> **THE RECORDS**
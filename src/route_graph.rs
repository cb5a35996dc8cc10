use crate::aiming::select_row;
use crate::graph::{NodeDir, NodeId, NodeKind, TrackGraph};
use crate::network::{Dir, ElementDir, ElementId, Event, Network, RefId, RefKind};
use crate::route::{DistantLink, LinkRow, SignalLink, SwitchSetting};
use crate::signal::*;
use log::*;
use std::collections::HashMap;

/// Route graph nodes: signals where routes of the class end or start, and entry points.
pub struct RouteNodes {
    pub class: RouteClass,
}

impl NodeKind for RouteNodes {
    fn is_node(&self, net: &Network, element: ElementId) -> bool {
        let mask = self.class.mask();
        Dir::both().iter().any(|&dir| {
            let at = ElementDir::new(element, dir);
            net.signal(at)
                .map_or(false, |s| s.is_main_for(mask) || s.is_route_start_for(mask))
                || (self.class.starts_at_entry_points()
                    && net.reference_point(at, RefKind::EntryPoint).is_some())
        })
    }
}

#[derive(Debug, Clone, Copy, PartialEq, Eq, Hash, PartialOrd, Ord)]
pub struct EdgeId(pub usize);

/// Contracted run of elements from a node (exclusive) to the next node (inclusive),
/// including the switch setting of the start node's branch.
#[derive(Debug, Clone)]
pub struct RouteEdge {
    pub start: NodeDir,
    /// `None` if the run dead-ends, hits a "no route" marker or crosses an unusable switch.
    pub target: Option<NodeDir>,
    /// Successor index taken at the start node if it is a switch.
    pub start_branch: Option<usize>,
    /// Predecessor index at the target if it is entered through a trailing switch.
    pub target_branch: Option<usize>,
    pub elements: Vec<ElementDir>,
    pub length: f64,
    pub length_legacy: f64,
    pub speed: Speed,
    pub ends_switch_area: bool,
    pub opens_speed_segment: bool,
    pub registers: Vec<RefId>,
    pub conditional_registers: Vec<RefId>,
    pub switches: Vec<SwitchSetting>,
    pub signals: Vec<SignalLink>,
    pub distant_signals: Vec<DistantLink>,
    /// Release and fallback points in the order they were passed.
    pub release_points: Vec<RefId>,
    pub track_type: TrackType,
    pub line_name: String,
    pub direction_target: String,
    pub no_route_at: Option<ElementDir>,
}

impl RouteEdge {
    fn new(start: NodeDir) -> Self {
        RouteEdge {
            start,
            target: None,
            start_branch: None,
            target_branch: None,
            elements: Vec::new(),
            length: 0.0,
            length_legacy: 0.0,
            speed: Speed::Unlimited,
            ends_switch_area: false,
            opens_speed_segment: false,
            registers: Vec::new(),
            conditional_registers: Vec::new(),
            switches: Vec::new(),
            signals: Vec::new(),
            distant_signals: Vec::new(),
            release_points: Vec::new(),
            track_type: TrackType::Station,
            line_name: String::new(),
            direction_target: String::new(),
            no_route_at: None,
        }
    }
}

pub struct RouteGraph {
    pub class: RouteClass,
    graph: TrackGraph<RouteNodes>,
    edges: Vec<RouteEdge>,
    successors: HashMap<NodeDir, Vec<EdgeId>>,
    release_points: HashMap<NodeDir, Vec<RefId>>,
}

> **EXERCISE DIRECTIONS**
Each entry above is to be transcribed without alteration.

> **YOUR SOLUTION**
filename src/route_graph.rs
repository cb5a35996dc8cc10
use crate::aiming::select_row;
use crate::graph::{NodeDir, NodeId, NodeKind, TrackGraph};
use crate::network::{Dir, ElementDir, ElementId, Event, Network, RefId, RefKind};
use crate::route::{DistantLink, LinkRow, SignalLink, SwitchSetting};
use crate::signal::*;
use log::*;
use std::collections::HashMap;

/// Route graph nodes: signals where routes of the class end or start, and entry points.
pub struct RouteNodes {
    pub class: RouteClass,
}

impl NodeKind for RouteNodes {
    fn is_node(&self, net: &Network, element: ElementId) -> bool {
        let mask = self.class.mask();
        Dir::both().iter().any(|&dir| {
            let at = ElementDir::new(element, dir);
            net.signal(at)
                .map_or(false, |s| s.is_main_for(mask) || s.is_route_start_for(mask))
                || (self.class.starts_at_entry_points()
                    && net.reference_point(at, RefKind::EntryPoint).is_some())
        })
    }
}

#[derive(Debug, Clone, Copy, PartialEq, Eq, Hash, PartialOrd, Ord)]
pub struct EdgeId(pub usize);

/// Contracted run of elements from a node (exclusive) to the next node (inclusive),
/// including the switch setting of the start node's branch.
#[derive(Debug, Clone)]
pub struct RouteEdge {
    pub start: NodeDir,
    /// `None` if the run dead-ends, hits a "no route" marker or crosses an unusable switch.
    pub target: Option<NodeDir>,
    /// Successor index taken at the start node if it is a switch.
    pub start_branch: Option<usize>,
    /// Predecessor index at the target if it is entered through a trailing switch.
    pub target_branch: Option<usize>,
    pub elements: Vec<ElementDir>,
    pub length: f64,
    pub length_legacy: f64,
    pub speed: Speed,
    pub ends_switch_area: bool,
    pub opens_speed_segment: bool,
    pub registers: Vec<RefId>,
    pub conditional_registers: Vec<RefId>,
    pub switches: Vec<SwitchSetting>,
    pub signals: Vec<SignalLink>,
    pub distant_signals: Vec<DistantLink>,
    /// Release and fallback points in the order they were passed.
    pub release_points: Vec<RefId>,
    pub track_type: TrackType,
    pub line_name: String,
    pub direction_target: String,
    pub no_route_at: Option<ElementDir>,
}

impl RouteEdge {
    fn new(start: NodeDir) -> Self {
        RouteEdge {
            start,
            target: None,
            start_branch: None,
            target_branch: None,
            elements: Vec::new(),
            length: 0.0,
            length_legacy: 0.0,
            speed: Speed::Unlimited,
            ends_switch_area: false,
            opens_speed_segment: false,
            registers: Vec::new(),
            conditional_registers: Vec::new(),
            switches: Vec::new(),
            signals: Vec::new(),
            distant_signals: Vec::new(),
            release_points: Vec::new(),
            track_type: TrackType::Station,
            line_name: String::new(),
            direction_target: String::new(),
            no_route_at: None,
        }
    }
}

pub struct RouteGraph {
    pub class: RouteClass,
    graph: TrackGraph<RouteNodes>,
    edges: Vec<RouteEdge>,
    successors: HashMap<NodeDir, Vec<EdgeId>>,
    release_points: HashMap<NodeDir, Vec<RefId>>,
}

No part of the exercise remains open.